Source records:
Start of Block

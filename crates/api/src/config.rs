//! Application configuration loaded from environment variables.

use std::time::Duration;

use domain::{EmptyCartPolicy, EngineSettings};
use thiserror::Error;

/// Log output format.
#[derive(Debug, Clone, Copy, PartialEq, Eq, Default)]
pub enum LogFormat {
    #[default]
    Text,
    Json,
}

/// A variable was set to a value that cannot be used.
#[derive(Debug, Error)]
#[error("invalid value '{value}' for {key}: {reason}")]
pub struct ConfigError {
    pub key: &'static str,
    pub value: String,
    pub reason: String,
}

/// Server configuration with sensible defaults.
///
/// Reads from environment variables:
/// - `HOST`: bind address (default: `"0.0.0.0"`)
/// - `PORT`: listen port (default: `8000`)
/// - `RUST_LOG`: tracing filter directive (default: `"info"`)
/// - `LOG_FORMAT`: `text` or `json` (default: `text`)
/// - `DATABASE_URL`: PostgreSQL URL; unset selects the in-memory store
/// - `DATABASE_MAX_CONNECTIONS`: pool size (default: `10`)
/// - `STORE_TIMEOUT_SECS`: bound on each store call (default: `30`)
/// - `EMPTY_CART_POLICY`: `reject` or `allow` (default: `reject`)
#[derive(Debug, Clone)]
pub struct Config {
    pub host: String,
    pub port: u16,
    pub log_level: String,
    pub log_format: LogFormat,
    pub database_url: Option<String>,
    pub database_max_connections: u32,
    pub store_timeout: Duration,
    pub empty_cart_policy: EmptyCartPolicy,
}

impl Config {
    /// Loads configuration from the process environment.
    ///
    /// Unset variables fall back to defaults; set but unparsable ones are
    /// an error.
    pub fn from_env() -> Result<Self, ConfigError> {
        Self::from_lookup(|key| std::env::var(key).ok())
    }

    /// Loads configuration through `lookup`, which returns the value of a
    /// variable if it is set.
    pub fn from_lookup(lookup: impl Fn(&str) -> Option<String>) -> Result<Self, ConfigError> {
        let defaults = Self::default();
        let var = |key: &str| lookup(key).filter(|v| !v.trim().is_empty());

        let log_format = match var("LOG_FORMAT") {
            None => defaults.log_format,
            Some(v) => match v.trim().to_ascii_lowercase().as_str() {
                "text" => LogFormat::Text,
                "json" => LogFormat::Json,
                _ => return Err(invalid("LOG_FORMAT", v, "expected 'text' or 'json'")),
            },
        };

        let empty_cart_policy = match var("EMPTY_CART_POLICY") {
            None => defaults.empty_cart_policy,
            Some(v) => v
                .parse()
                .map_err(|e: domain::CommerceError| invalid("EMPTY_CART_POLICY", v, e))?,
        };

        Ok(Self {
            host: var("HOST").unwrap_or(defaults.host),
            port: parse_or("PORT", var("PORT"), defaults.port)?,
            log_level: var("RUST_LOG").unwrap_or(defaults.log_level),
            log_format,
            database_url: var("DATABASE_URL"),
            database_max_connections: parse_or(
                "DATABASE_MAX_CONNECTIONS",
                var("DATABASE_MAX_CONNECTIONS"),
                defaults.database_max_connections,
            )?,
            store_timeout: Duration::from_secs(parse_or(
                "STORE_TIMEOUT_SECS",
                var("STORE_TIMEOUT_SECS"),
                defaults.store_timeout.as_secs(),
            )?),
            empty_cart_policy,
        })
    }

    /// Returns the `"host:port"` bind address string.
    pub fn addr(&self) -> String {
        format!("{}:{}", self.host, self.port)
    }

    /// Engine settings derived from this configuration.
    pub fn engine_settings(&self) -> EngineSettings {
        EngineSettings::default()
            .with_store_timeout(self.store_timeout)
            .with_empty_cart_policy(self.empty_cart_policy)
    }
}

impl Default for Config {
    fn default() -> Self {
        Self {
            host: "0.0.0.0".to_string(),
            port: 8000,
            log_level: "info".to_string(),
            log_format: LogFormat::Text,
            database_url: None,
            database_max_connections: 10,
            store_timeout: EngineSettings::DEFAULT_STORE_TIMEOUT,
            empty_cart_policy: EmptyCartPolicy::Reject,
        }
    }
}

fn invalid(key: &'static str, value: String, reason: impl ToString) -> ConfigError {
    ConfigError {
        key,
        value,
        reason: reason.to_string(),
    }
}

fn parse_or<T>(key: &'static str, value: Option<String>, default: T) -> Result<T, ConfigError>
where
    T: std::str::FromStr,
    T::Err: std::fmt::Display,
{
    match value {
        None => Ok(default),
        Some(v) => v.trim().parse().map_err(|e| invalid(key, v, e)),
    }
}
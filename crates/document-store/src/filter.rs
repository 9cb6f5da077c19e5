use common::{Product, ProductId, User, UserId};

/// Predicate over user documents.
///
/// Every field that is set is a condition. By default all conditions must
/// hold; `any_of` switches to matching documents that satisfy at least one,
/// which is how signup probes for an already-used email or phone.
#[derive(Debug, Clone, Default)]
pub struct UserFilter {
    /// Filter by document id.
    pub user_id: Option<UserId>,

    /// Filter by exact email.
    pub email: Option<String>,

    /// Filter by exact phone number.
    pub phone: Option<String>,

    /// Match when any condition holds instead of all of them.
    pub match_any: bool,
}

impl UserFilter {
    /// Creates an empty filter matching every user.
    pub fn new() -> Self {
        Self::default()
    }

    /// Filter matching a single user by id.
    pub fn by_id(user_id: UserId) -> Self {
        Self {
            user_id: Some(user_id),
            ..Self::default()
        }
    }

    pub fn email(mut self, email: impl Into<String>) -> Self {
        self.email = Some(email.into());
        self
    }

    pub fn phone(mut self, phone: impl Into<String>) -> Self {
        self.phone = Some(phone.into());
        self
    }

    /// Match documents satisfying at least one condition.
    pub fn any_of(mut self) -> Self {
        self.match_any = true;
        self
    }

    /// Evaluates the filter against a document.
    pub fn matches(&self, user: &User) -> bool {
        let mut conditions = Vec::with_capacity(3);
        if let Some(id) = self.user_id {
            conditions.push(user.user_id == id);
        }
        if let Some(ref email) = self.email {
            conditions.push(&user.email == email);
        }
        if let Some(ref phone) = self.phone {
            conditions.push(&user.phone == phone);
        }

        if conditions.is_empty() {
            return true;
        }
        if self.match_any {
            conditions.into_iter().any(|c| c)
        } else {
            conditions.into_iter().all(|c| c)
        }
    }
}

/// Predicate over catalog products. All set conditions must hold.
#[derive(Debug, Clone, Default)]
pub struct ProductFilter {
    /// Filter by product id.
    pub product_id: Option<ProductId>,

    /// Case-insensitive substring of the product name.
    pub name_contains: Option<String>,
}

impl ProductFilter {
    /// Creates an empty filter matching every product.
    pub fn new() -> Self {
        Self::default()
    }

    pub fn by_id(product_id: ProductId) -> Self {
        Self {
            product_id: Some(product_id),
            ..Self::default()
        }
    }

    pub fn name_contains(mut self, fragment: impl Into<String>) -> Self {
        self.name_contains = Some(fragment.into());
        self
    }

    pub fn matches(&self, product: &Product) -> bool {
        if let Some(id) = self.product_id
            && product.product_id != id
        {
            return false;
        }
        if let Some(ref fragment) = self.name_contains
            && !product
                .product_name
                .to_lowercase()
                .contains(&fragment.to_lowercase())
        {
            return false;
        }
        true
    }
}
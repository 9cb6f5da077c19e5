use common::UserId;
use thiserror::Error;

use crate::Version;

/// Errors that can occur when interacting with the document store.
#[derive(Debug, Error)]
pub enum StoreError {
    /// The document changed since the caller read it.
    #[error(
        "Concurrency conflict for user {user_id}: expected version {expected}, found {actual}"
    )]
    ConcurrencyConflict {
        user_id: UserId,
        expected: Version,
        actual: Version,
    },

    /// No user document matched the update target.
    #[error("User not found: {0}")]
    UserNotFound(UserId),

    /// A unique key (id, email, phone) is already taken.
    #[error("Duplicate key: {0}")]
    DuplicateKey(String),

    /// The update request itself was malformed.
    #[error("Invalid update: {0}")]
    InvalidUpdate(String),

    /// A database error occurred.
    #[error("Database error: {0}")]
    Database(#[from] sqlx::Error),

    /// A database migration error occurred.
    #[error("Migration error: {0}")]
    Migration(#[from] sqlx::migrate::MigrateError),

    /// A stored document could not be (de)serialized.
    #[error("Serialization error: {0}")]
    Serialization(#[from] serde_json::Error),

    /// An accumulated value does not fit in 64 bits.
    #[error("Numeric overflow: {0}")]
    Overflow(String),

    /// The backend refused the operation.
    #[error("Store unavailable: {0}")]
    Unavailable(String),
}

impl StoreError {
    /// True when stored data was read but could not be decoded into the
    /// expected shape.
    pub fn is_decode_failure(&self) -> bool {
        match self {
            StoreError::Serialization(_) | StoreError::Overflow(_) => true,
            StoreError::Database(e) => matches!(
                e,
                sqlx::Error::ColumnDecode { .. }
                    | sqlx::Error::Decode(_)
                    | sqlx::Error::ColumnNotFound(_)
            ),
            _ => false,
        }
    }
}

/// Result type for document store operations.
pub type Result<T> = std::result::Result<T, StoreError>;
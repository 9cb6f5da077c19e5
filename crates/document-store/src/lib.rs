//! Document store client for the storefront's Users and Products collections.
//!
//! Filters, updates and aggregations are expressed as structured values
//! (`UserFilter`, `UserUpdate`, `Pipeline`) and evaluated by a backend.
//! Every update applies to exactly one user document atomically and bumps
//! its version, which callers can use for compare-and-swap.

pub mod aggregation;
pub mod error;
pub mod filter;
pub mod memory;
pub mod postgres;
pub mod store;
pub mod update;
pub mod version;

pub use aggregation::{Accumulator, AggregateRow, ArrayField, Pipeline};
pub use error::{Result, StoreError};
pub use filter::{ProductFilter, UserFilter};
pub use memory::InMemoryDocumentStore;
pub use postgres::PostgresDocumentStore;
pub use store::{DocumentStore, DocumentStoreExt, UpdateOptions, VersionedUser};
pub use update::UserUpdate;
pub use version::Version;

End of Block

- _TRY IT_
Check each line of the data above for the word "address" and say how many lines contain it, giving nothing besides the number.

- _REPLY TO THE TASK_
2